Como falar com meu filho?

Eis uma pergunta que muitos pais devem fazer, mas notem que existem duas situações distintas cujas explicações virão a seguir:

– O primeiro caso pode ser o de uma família que tenha uma criança com autismo em casa e, assim, torna-se necessário informar a seus irmãos ou primos sobre a condição em que ela vive. A dica é ir aos poucos, explicando que todo mundo é diferente e que cada pessoa tem um jeito de ser.

É importante que os pequenos cresçam com essa consciência, não só para respeitar e amar o irmão ou irmã que vive com autismo, mas até mesmo um coleguinha de sala. Lembre-se que o espaço escolar é um local propenso à diversidade de ideias e comportamentos. Ao falar com seu filho sobre alguma criança (da família ou não) que esteja incluída no grupo do TEA, as chances de seu pequeno compreender as diferenças ainda na infância são muitas.

– O segundo caso, por sua vez, pode ser para aquelas famílias que tenham uma criança com autismo e que, dentro das possibilidades, possa entender sua situação acerca do TEA. Obviamente que é preciso saber usar as palavras certas, de forma que seu filho saiba o que você esteja falando. Dizer a ele que ser diferente não é errado pode ser uma excelente alternativa. Além disso, mostre ao pequeno que ele tem condições de ir à escola, ter amigos e tudo que as demais crianças desfrutam.

No entanto, é imprescindível que para isso vocês já contem com o acompanhamento de uma equipe multidisciplinar que possa auxiliar todos os passos e descobertas feitas por elas (crianças).

Por que algumas crianças com autismo não falam?

Vale ressaltar aqui que os motivos podem ser os mais variados possíveis, considerando os diferentes espectros que estão incluídos dentro do TEA. Especialistas explicam que os casos envolvendo crianças com autismo que não falam podem estar relacionados a uma dificuldade de saber lidar com a habilidade da fala e da escuta. Elas não conseguem relacionar essas duas práticas simultaneamente.

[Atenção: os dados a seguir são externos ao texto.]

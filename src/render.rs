//! Text Rendering
//!
//! Number and text formatting shared by the dashboard cards and the terminal
//! transcript.

use crate::chat::{ChatMessage, Sender};

/// Split reply text into display lines.
///
/// Backends sometimes send an escaped `\n` instead of a real newline; both
/// break the line.
pub fn format_text(text: &str) -> Vec<String> {
    text.replace("\\n", "\n")
        .split('\n')
        .map(str::to_string)
        .collect()
}

/// Plain number display: integral values without a fraction, others in the
/// shortest round-tripping form.
pub fn format_number(value: f64) -> String {
    if value.is_finite() && value.fract() == 0.0 && value.abs() < 1e15 {
        format!("{}", value as i64)
    } else {
        format!("{}", value)
    }
}

/// Grouped display with thousands separators and at most three fraction digits
pub fn format_grouped(value: f64) -> String {
    if !value.is_finite() {
        return format!("{}", value);
    }

    let fixed = format!("{:.3}", value.abs());
    let (int_part, frac_part) = fixed.split_once('.').unwrap_or((fixed.as_str(), ""));

    let mut grouped = String::with_capacity(int_part.len() + int_part.len() / 3);
    for (i, digit) in int_part.chars().enumerate() {
        if i > 0 && (int_part.len() - i) % 3 == 0 {
            grouped.push(',');
        }
        grouped.push(digit);
    }

    let frac = frac_part.trim_end_matches('0');
    let mut out = String::new();
    if value < 0.0 && (grouped != "0" || !frac.is_empty()) {
        out.push('-');
    }
    out.push_str(&grouped);
    if !frac.is_empty() {
        out.push('.');
        out.push_str(frac);
    }
    out
}

/// `$1.23`
pub fn format_currency(value: f64) -> String {
    format!("${:.2}", value)
}

/// Ratio in [0, 1] as `45.0%`
pub fn format_percent(ratio: f64) -> String {
    format!("{:.1}%", ratio * 100.0)
}

/// Horizontal bar filled in proportion to `ratio`
pub fn progress_bar(ratio: f64, width: usize) -> String {
    let ratio = if ratio.is_finite() { ratio.clamp(0.0, 1.0) } else { 0.0 };
    let filled = (ratio * width as f64).round() as usize;
    format!("[{}{}]", "#".repeat(filled), "-".repeat(width - filled))
}

/// One transcript entry as terminal text
pub fn render_message(message: &ChatMessage) -> String {
    let label = match (message.sender, message.is_error) {
        (Sender::User, _) => "You",
        (Sender::Bot, false) => "Assistant",
        (Sender::Bot, true) => "Assistant (error)",
    };

    let mut out = format!("{} [{}]:", label, message.created_at.format("%H:%M:%S"));
    for line in format_text(&message.text) {
        out.push_str("\n  ");
        out.push_str(&line);
    }
    if message.has_graph() {
        out.push_str("\n  [graph attached]");
    }
    out
}

#[cfg(test)]
mod tests {
    use super::*;

    #[test]
    fn test_format_text_handles_escaped_newlines() {
        assert_eq!(format_text("a\\nb\nc"), vec!["a", "b", "c"]);
        assert_eq!(format_text("single"), vec!["single"]);
    }

    #[test]
    fn test_format_number() {
        assert_eq!(format_number(42.0), "42");
        assert_eq!(format_number(12.5), "12.5");
        assert_eq!(format_number(0.0), "0");
    }

    #[test]
    fn test_format_grouped() {
        assert_eq!(format_grouped(0.0), "0");
        assert_eq!(format_grouped(999.0), "999");
        assert_eq!(format_grouped(1234.0), "1,234");
        assert_eq!(format_grouped(1234567.0), "1,234,567");
        assert_eq!(format_grouped(1234.5678), "1,234.568");
        assert_eq!(format_grouped(-98765.25), "-98,765.25");
    }

    #[test]
    fn test_currency_and_percent() {
        assert_eq!(format_currency(2.0), "$2.00");
        assert_eq!(format_currency(1.234), "$1.23");
        assert_eq!(format_percent(0.456), "45.6%");
        assert_eq!(format_percent(0.0), "0.0%");
    }

    #[test]
    fn test_progress_bar_clamps() {
        assert_eq!(progress_bar(0.5, 4), "[##--]");
        assert_eq!(progress_bar(1.7, 4), "[####]");
        assert_eq!(progress_bar(-1.0, 4), "[----]");
        assert_eq!(progress_bar(f64::NAN, 2), "[--]");
    }

    #[test]
    fn test_render_message_marks_errors_and_graphs() {
        let err = ChatMessage::error(1);
        assert!(render_message(&err).starts_with("Assistant (error)"));

        let bot = ChatMessage::bot(2, "line one\\nline two", Some("UE5H".to_string()));
        let rendered = render_message(&bot);
        assert!(rendered.contains("\n  line one\n  line two"));
        assert!(rendered.ends_with("[graph attached]"));
    }
}
//! Optimisation Page
//!
//! Preset what-if prompts. Each one opens the assistant and asks it.

use leptos::*;

use crate::state::global::GlobalState;

const TOOLS: [(&str, &str, &str); 3] = [
    (
        "Block Mix",
        "Compare costs across Atom, Photon and Spin block mixes.",
        "How would costs change if we moved to an 80% Atom block mix?",
    ),
    (
        "Batch Scheduling",
        "Estimate savings from grouping workloads into fewer lease windows.",
        "Simulate batching workloads into 3-day windows and show the savings.",
    ),
    (
        "Cost Negotiation",
        "See the effect of a lower lease price on total spend.",
        "What would a 10% lease cost reduction save us overall?",
    ),
];

#[component]
pub fn Optimisation() -> impl IntoView {
    let state = expect_context::<GlobalState>();

    view! {
        <div class="space-y-6">
            <div>
                <h1 class="text-3xl font-bold">"Optimisation Tools"</h1>
                <p class="text-gray-400 mt-1">"Ask the assistant to model a change"</p>
            </div>

            <div class="grid md:grid-cols-3 gap-4">
                {TOOLS.into_iter().map(|(title, description, prompt)| view! {
                    <div class="bg-gray-800 rounded-lg p-5 border border-gray-700 flex flex-col">
                        <h2 class="text-lg font-semibold">{title}</h2>
                        <p class="text-gray-400 text-sm mt-2 flex-1">{description}</p>
                        <button
                            class="mt-4 px-4 py-2 bg-indigo-600 hover:bg-indigo-700 disabled:bg-gray-600 rounded-lg font-medium transition-colors"
                            disabled=move || state.chat_loading.get()
                            on:click=move |_| state.ask(prompt)
                        >
                            "Run analysis"
                        </button>
                    </div>
                }).collect_view()}
            </div>
        </div>
    }
}
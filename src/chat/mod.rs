//! Analysis Chat
//!
//! The chat surface: an ordered transcript of user and bot messages, the
//! completed turns sent back as context, and the welcome suggestions.

mod message;
mod session;

pub use message::{
    ChatMessage, Sender, CHAT_ERROR_MESSAGE, OPTIMISATION_PROMPTS, SUGGESTIONS, WELCOME_MESSAGE,
};
pub use session::{ChatSession, RejectReason, SendOutcome};
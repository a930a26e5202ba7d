//! Logging Setup
//!
//! tracing subscriber driven by the `[logging]` config section. `RUST_LOG`
//! takes precedence when set. Output goes to stderr so command output on
//! stdout stays clean.

use tracing_subscriber::util::TryInitError;
use tracing_subscriber::{layer::SubscriberExt, util::SubscriberInitExt, EnvFilter};

use crate::config::LoggingConfig;

/// Filter used when `RUST_LOG` is unset
pub fn default_directive(config: &LoggingConfig) -> String {
    format!("qpu_console={},tower_http={}", config.level, config.level)
}

/// Install the global subscriber
pub fn init(config: &LoggingConfig) -> Result<(), TryInitError> {
    let filter = EnvFilter::try_from_default_env()
        .unwrap_or_else(|_| EnvFilter::new(default_directive(config)));

    let registry = tracing_subscriber::registry().with(filter);

    if config.format.eq_ignore_ascii_case("json") {
        registry
            .with(tracing_subscriber::fmt::layer().json().with_writer(std::io::stderr))
            .try_init()
    } else {
        registry
            .with(tracing_subscriber::fmt::layer().with_writer(std::io::stderr))
            .try_init()
    }
}

#[cfg(test)]
mod tests {
    use super::*;

    #[test]
    fn test_default_directive() {
        let config = LoggingConfig {
            level: "debug".to_string(),
            format: "pretty".to_string(),
        };
        assert_eq!(default_directive(&config), "qpu_console=debug,tower_http=debug");
    }
}
//! Entry point for the WASM application

pub fn main() {
    dropload::start();
}
//! Application configuration.
//!
//! Centralized configuration for the upload widget. The endpoint is a
//! hardcoded constant that must be edited before deployment; a widget can
//! still be built against another one through [`UploadConfig`].

use crate::services::PayloadEncoding;

/// Upload endpoint (Apps Script web app or any compatible receiver).
pub const ENDPOINT_URL: &str =
    "https://script.google.com/macros/s/REPLACE_WITH_DEPLOYMENT_ID/exec";

/// Maximum size of the base64 text sent for one file (in bytes).
///
/// 60 MiB of base64, roughly 45 MB of binary data.
pub const MAX_ENCODED_SIZE: usize = 60 * 1024 * 1024;

/// MIME type sent when the browser reports none.
pub const DEFAULT_MIME_TYPE: &str = "application/octet-stream";

/// Progress once the file is fully read into memory.
pub const PROGRESS_READ: u8 = 10;

/// Progress once the request has been sent (JSON encoding only).
pub const PROGRESS_SENT: u8 = 70;

/// Progress once the response body has been parsed.
pub const PROGRESS_DONE: u8 = 100;

/// Per-widget upload settings, fixed at construction time.
#[derive(Clone, Debug, PartialEq)]
pub struct UploadConfig {
    /// Endpoint receiving one POST per file.
    pub endpoint: String,
    /// How the payload is put on the wire.
    pub encoding: PayloadEncoding,
    /// Upper bound on the base64 length of a single file.
    pub max_encoded_size: usize,
    /// Drop zero-byte files from a batch before uploading.
    pub skip_empty_files: bool,
}

impl Default for UploadConfig {
    fn default() -> Self {
        Self {
            endpoint: ENDPOINT_URL.to_string(),
            encoding: PayloadEncoding::Json,
            max_encoded_size: MAX_ENCODED_SIZE,
            skip_empty_files: true,
        }
    }
}
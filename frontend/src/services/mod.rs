//! Upload services.
//!
//! # Services
//!
//! - [`payload`] - base64 payload and request body (JSON or multipart)
//! - [`response`] - interpretation of the endpoint's reply
//! - [`upload`] - the per-file pipeline and its browser transport

pub mod payload;
pub mod response;
pub mod upload;

pub use payload::*;
pub use response::*;
pub use upload::*;
//! Dropload - Frontend Rust/Leptos Application
//!
//! A WebAssembly page for uploading files to a web endpoint as base64
//! payloads, one POST per file, with a progress row per file.
//!
//! # Architecture
//!
//! ```text
//! ┌─────────────────────────────────────────────────────────────┐
//! │                        App                                   │
//! ├─────────────────────────────────────────────────────────────┤
//! │  UploadPage                                                  │
//! │  ├── Hero (title, description)                              │
//! │  ├── UploadWidget                                           │
//! │  │   ├── drop zone + hidden file picker                     │
//! │  │   └── ProgressRow per file                               │
//! │  └── Footer                                                  │
//! └─────────────────────────────────────────────────────────────┘
//! ```
//!
//! # Modules
//!
//! - [`config`] - Endpoint, size limit and per-widget settings
//! - [`types`] - Common types (UploadTask, ServerResponse, UploadError)
//! - [`components`] - UI components (UploadWidget, ProgressRow, etc.)
//! - [`services`] - Payload encoding, transport and response handling

use leptos::*;
use leptos_meta::*;
use leptos_router::*;

// =============================================================================
// Module declarations
// =============================================================================

pub mod config;
pub mod types;
pub mod components;
pub mod services;

// =============================================================================
// Re-exports
// =============================================================================

// Configuration
pub use config::*;

// Types
pub use types::{
    // Tasks
    UploadStatus, UploadTask,
    // API
    ServerResponse,
    // Errors
    UploadError, UploadResult,
};

// Components
pub use components::*;

// Services
pub use services::*;

// =============================================================================
// Application Entry Point
// =============================================================================

/// Install the panic hook and console logger, then mount [`App`].
pub fn start() {
    console_error_panic_hook::set_once();
    _ = console_log::init_with_level(log::Level::Debug);

    log::info!("🦀 Dropload - Starting Leptos App");

    mount_to_body(|| view! { <App/> });
}

#[component]
pub fn App() -> impl IntoView {
    provide_meta_context();

    view! {
        <Title text="Dropload"/>
        <Router>
            <main>
                <Routes>
                    <Route path="/" view=UploadPage/>
                </Routes>
            </main>
        </Router>
    }
}

#[component]
fn UploadPage() -> impl IntoView {
    view! {
        <div class="container">
            <Hero/>
            <UploadWidget/>
        </div>

        <Footer/>
    }
}
#[cfg(test)]
mod integration_tests {
    use super::*;
    use wiremock::matchers::{body_string_contains, method, path, query_param};
    use wiremock::{Mock, MockServer, ResponseTemplate};

    const ZONES_XML: &str = r#"<?xml version="1.0" encoding="UTF-8"?>
<ListHostedZonesResponse xmlns="https://route53.amazonaws.com/doc/2013-04-01/">
  <HostedZones>
    <HostedZone>
      <Id>/hostedzone/ZAPEX</Id>
      <Name>example.com.</Name>
      <CallerReference>a</CallerReference>
    </HostedZone>
    <HostedZone>
      <Id>/hostedzone/ZSUB</Id>
      <Name>sub.example.com.</Name>
      <CallerReference>b</CallerReference>
    </HostedZone>
  </HostedZones>
  <IsTruncated>false</IsTruncated>
  <MaxItems>100</MaxItems>
</ListHostedZonesResponse>"#;

    const CHANGE_XML: &str = r#"<?xml version="1.0" encoding="UTF-8"?>
<ChangeResourceRecordSetsResponse xmlns="https://route53.amazonaws.com/doc/2013-04-01/">
  <ChangeInfo><Id>/change/C1</Id><Status>PENDING</Status></ChangeInfo>
</ChangeResourceRecordSetsResponse>"#;

    fn rrset_xml(name: &str, record_type: &str, values: &[&str]) -> String {
        let records: String = values
            .iter()
            .map(|v| format!("<ResourceRecord><Value>{}</Value></ResourceRecord>", v))
            .collect();
        format!(
            r#"<?xml version="1.0" encoding="UTF-8"?>
<ListResourceRecordSetsResponse xmlns="https://route53.amazonaws.com/doc/2013-04-01/">
  <ResourceRecordSets>
    <ResourceRecordSet>
      <Name>{}</Name>
      <Type>{}</Type>
      <TTL>300</TTL>
      <ResourceRecords>{}</ResourceRecords>
    </ResourceRecordSet>
  </ResourceRecordSets>
  <IsTruncated>false</IsTruncated>
  <MaxItems>10</MaxItems>
</ListResourceRecordSetsResponse>"#,
            name, record_type, records
        )
    }

    fn empty_rrset_xml() -> String {
        r#"<?xml version="1.0" encoding="UTF-8"?>
<ListResourceRecordSetsResponse xmlns="https://route53.amazonaws.com/doc/2013-04-01/">
  <ResourceRecordSets></ResourceRecordSets>
  <IsTruncated>false</IsTruncated>
  <MaxItems>10</MaxItems>
</ListResourceRecordSetsResponse>"#
            .to_string()
    }

    fn provider(server: &MockServer) -> Route53Provider {
        Route53Provider::with_endpoint(
            Route53Credentials {
                access_key_id: "AKIATEST".to_string(),
                secret_access_key: "secret".to_string(),
                session_token: None,
                region: None,
            },
            30,
            &server.uri(),
        )
        .unwrap()
    }

    async fn mount_zones(server: &MockServer) {
        Mock::given(method("GET"))
            .and(path("/2013-04-01/hostedzone"))
            .respond_with(ResponseTemplate::new(200).set_body_string(ZONES_XML))
            .mount(server)
            .await;
    }

    #[tokio::test]
    async fn test_zone_find_prefers_longest_match_and_caches() {
        let server = MockServer::start().await;
        Mock::given(method("GET"))
            .and(path("/2013-04-01/hostedzone"))
            .respond_with(ResponseTemplate::new(200).set_body_string(ZONES_XML))
            .expect(1)
            .mount(&server)
            .await;

        let provider = provider(&server);
        assert_eq!(
            provider.dns_zone_find("a.sub.example.com").await.unwrap(),
            "ZSUB"
        );
        // Same name again is served from the cache
        assert_eq!(
            provider.dns_zone_find("A.sub.example.com.").await.unwrap(),
            "ZSUB"
        );
    }

    #[tokio::test]
    async fn test_zone_find_sub_zone_then_apex_name() {
        let server = MockServer::start().await;
        mount_zones(&server).await;

        let provider = provider(&server);
        assert_eq!(
            provider.dns_zone_find("a.sub.example.com").await.unwrap(),
            "ZSUB"
        );
        assert_eq!(
            provider.dns_zone_find("www.example.com").await.unwrap(),
            "ZAPEX"
        );
    }

    #[tokio::test]
    async fn test_zone_find_apex_name_then_sub_zone() {
        let server = MockServer::start().await;
        mount_zones(&server).await;

        let provider = provider(&server);
        assert_eq!(
            provider.dns_zone_find("www.example.com").await.unwrap(),
            "ZAPEX"
        );
        assert_eq!(
            provider.dns_zone_find("a.sub.example.com").await.unwrap(),
            "ZSUB"
        );
    }

    #[tokio::test]
    async fn test_zone_find_not_found() {
        let server = MockServer::start().await;
        mount_zones(&server).await;

        let provider = provider(&server);
        let result = provider.dns_zone_find("other.org").await;
        assert!(matches!(result, Err(DnsError::ZoneNotFound(_))));
    }

    #[tokio::test]
    async fn test_commit_upsert_sends_full_target_list() {
        let server = MockServer::start().await;
        mount_zones(&server).await;

        Mock::given(method("GET"))
            .and(path("/2013-04-01/hostedzone/ZAPEX/rrset"))
            .and(query_param("type", "TXT"))
            .and(query_param("name", "_acme-challenge.example.com."))
            .respond_with(ResponseTemplate::new(200).set_body_string(rrset_xml(
                "_acme-challenge.example.com.",
                "TXT",
                &["\"old\""],
            )))
            .mount(&server)
            .await;

        Mock::given(method("POST"))
            .and(path("/2013-04-01/hostedzone/ZAPEX/rrset"))
            .and(body_string_contains("<Action>UPSERT</Action>"))
            .and(body_string_contains("old"))
            .and(body_string_contains("new"))
            .respond_with(ResponseTemplate::new(200).set_body_string(CHANGE_XML))
            .expect(1)
            .mount(&server)
            .await;

        let outcome = provider(&server)
            .dns_commit(
                "_acme-challenge.example.com",
                RecordType::TXT,
                &[Operation::upsert("new")],
                CommitMode::Merge,
            )
            .await
            .unwrap();

        assert!(outcome.is_applied());
    }

    #[tokio::test]
    async fn test_commit_is_noop_when_converged() {
        let server = MockServer::start().await;
        mount_zones(&server).await;

        Mock::given(method("GET"))
            .and(path("/2013-04-01/hostedzone/ZAPEX/rrset"))
            .respond_with(ResponseTemplate::new(200).set_body_string(rrset_xml(
                "www.example.com.",
                "AAAA",
                &["2001:db8:0:0:0:0:0:1"],
            )))
            .mount(&server)
            .await;

        Mock::given(method("POST"))
            .respond_with(ResponseTemplate::new(200).set_body_string(CHANGE_XML))
            .expect(0)
            .mount(&server)
            .await;

        let outcome = provider(&server)
            .dns_commit(
                "www.example.com",
                RecordType::AAAA,
                &[Operation::upsert("2001:0DB8::1")],
                CommitMode::Authoritative,
            )
            .await
            .unwrap();

        assert_eq!(outcome, CommitOutcome::Unchanged);
    }

    #[tokio::test]
    async fn test_commit_delete_last_value_issues_delete() {
        let server = MockServer::start().await;
        mount_zones(&server).await;

        Mock::given(method("GET"))
            .and(path("/2013-04-01/hostedzone/ZAPEX/rrset"))
            .respond_with(ResponseTemplate::new(200).set_body_string(rrset_xml(
                "_acme-challenge.example.com.",
                "TXT",
                &["\"token\""],
            )))
            .mount(&server)
            .await;

        Mock::given(method("POST"))
            .and(body_string_contains("<Action>DELETE</Action>"))
            .and(body_string_contains("<TTL>300</TTL>"))
            .respond_with(ResponseTemplate::new(200).set_body_string(CHANGE_XML))
            .expect(1)
            .mount(&server)
            .await;

        let outcome = provider(&server)
            .dns_commit(
                "_acme-challenge.example.com",
                RecordType::TXT,
                &[Operation::delete("token")],
                CommitMode::Merge,
            )
            .await
            .unwrap();

        assert_eq!(
            outcome,
            CommitOutcome::Applied(crate::ChangeSummary {
                additions: vec![],
                removals: vec!["token".to_string()],
            })
        );
    }

    #[tokio::test]
    async fn test_commit_delete_race_is_already_absent() {
        let server = MockServer::start().await;
        mount_zones(&server).await;

        Mock::given(method("GET"))
            .and(path("/2013-04-01/hostedzone/ZAPEX/rrset"))
            .respond_with(ResponseTemplate::new(200).set_body_string(rrset_xml(
                "_acme-challenge.example.com.",
                "TXT",
                &["\"token\""],
            )))
            .mount(&server)
            .await;

        Mock::given(method("POST"))
            .respond_with(ResponseTemplate::new(400).set_body_string(
                "<ErrorResponse><Error><Type>Sender</Type><Code>InvalidChangeBatch</Code>\
                 <Message>Tried to delete resource record set but it was not found</Message>\
                 </Error></ErrorResponse>",
            ))
            .mount(&server)
            .await;

        let outcome = provider(&server)
            .dns_commit(
                "_acme-challenge.example.com",
                RecordType::TXT,
                &[Operation::delete("token")],
                CommitMode::Merge,
            )
            .await
            .unwrap();

        assert_eq!(outcome, CommitOutcome::AlreadyAbsent);
    }

    #[tokio::test]
    async fn test_delete_of_missing_value_does_not_call_api() {
        let server = MockServer::start().await;
        mount_zones(&server).await;

        Mock::given(method("GET"))
            .and(path("/2013-04-01/hostedzone/ZAPEX/rrset"))
            .respond_with(ResponseTemplate::new(200).set_body_string(empty_rrset_xml()))
            .mount(&server)
            .await;

        Mock::given(method("POST"))
            .respond_with(ResponseTemplate::new(200).set_body_string(CHANGE_XML))
            .expect(0)
            .mount(&server)
            .await;

        let outcome = provider(&server)
            .dns_commit(
                "_acme-challenge.example.com",
                RecordType::TXT,
                &[Operation::delete("never-added")],
                CommitMode::Merge,
            )
            .await
            .unwrap();

        assert_eq!(outcome, CommitOutcome::AlreadyAbsent);
    }

    #[tokio::test]
    async fn test_dns_find_normalizes_values() {
        let server = MockServer::start().await;
        mount_zones(&server).await;

        Mock::given(method("GET"))
            .and(path("/2013-04-01/hostedzone/ZAPEX/rrset"))
            .respond_with(ResponseTemplate::new(200).set_body_string(rrset_xml(
                "_acme-challenge.example.com.",
                "TXT",
                &["\"one\"", "\"two\""],
            )))
            .mount(&server)
            .await;

        let values = provider(&server)
            .dns_find("_acme-challenge.example.com", RecordType::TXT)
            .await
            .unwrap();
        assert_eq!(values, vec!["one".to_string(), "two".to_string()]);
    }

    #[tokio::test]
    async fn test_connect_reports_bad_credentials() {
        let server = MockServer::start().await;
        Mock::given(method("GET"))
            .and(path("/2013-04-01/hostedzone"))
            .respond_with(ResponseTemplate::new(403).set_body_string(
                "<ErrorResponse><Error><Code>SignatureDoesNotMatch</Code>\
                 <Message>bad</Message></Error></ErrorResponse>",
            ))
            .mount(&server)
            .await;

        let result = provider(&server).connect().await;
        assert!(matches!(result, Err(DnsError::PermissionDenied(_))));
    }
}
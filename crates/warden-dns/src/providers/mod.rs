//! DNS provider implementations
//!
//! This module contains the DNS provider trait definitions and implementations
//! for Route53, Cloudflare, Google Cloud DNS and Oracle Cloud DNS.

pub mod cloudflare;
pub mod credentials;
pub mod gcp;
pub mod oracle;
pub mod route53;
pub mod traits;

// Re-export commonly used types
pub use cloudflare::CloudflareProvider;
pub use credentials::{
    connect, CloudflareCredentials, GcpCredentials, OracleCredentials, ProviderCredentials,
    ProviderTtls, Route53Credentials,
};
pub use gcp::GcpProvider;
pub use oracle::OracleProvider;
pub use route53::Route53Provider;
pub use traits::{
    ChangeSummary, CommitMode, CommitOutcome, DnsProvider, DnsProviderType, Operation,
    OperationKind, RecordType,
};
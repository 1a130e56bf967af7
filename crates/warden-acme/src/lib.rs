//! ACME v1 protocol client for Warden
//!
//! Implements the registration / authorization / challenge / certificate
//! resource model: directory discovery, account registration (recovering an
//! existing account on conflict), HTTP-01 and DNS-01 challenge responses with
//! readiness polling, certificate issuance, renewal, bundling and revocation.
//!
//! Requests are flattened JWS objects signed with the account key. Nonces are
//! harvested from every response into a per-client cache.
//!
//! # Usage
//!
//! ```ignore
//! use warden_acme::{AccountKey, AcmeClient, AcmeClientConfig};
//!
//! let client = AcmeClient::new(directory_url, AcmeClientConfig::default()).await?;
//! let key = AccountKey::generate_rsa(2048)?;
//! client.new_registration(&key).await?;
//! let (auth, _) = client.new_authorization(&key, "dns", "example.com").await?;
//! ```

pub mod certificate;
pub mod challenge;
pub mod client;
pub mod errors;
pub mod jws;
pub mod nonce;
pub mod objects;

pub use certificate::{der_to_pem, parse_links, parse_pem_bundle, CertificateResponse};
pub use challenge::{DNS_CHALLENGE_LABEL, WELL_KNOWN_PREFIX};
pub use client::{AcmeClient, AcmeClientConfig};
pub use errors::AcmeError;
pub use jws::{AccountKey, Algorithm};
pub use nonce::NonceCache;
pub use objects::{
    Authorization, Challenge, Directory, Identifier, Problem, Registration, CHALLENGE_DNS,
    CHALLENGE_HTTP, STATUS_INVALID, STATUS_PENDING, STATUS_VALID,
};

O fonoaudiólogo pode ajudar

Embora as intervenções necessitem da multidisciplinaridade, a presença do fonoaudiólogo é imprescindível para que se estimule a linguagem como um todo e não só a fala. Essa orientação deve ser levada a sério. Além disso, o tratamento também precisa ser feito o quanto antes para que haja a possibilidade de seu filho desenvolver a fala.

E se a criança não falar?

Um detalhe que não deve passar despercebido é o fato de o pequeno ser estimulado com outras formas de linguagem. É possível que uma pessoa com autismo realmente não consiga desenvolver sua comunicação verbal. Nesse caso, as intervenções se revelam fundamentais, pois especialistas estão aptos a trabalharem isso por meio de técnicas e terapias eficazes, como o caso da ABA, área de conhecimento que desenvolve pesquisas e aplicações a partir dos princípios básicos da ciência da Análise do comportamento.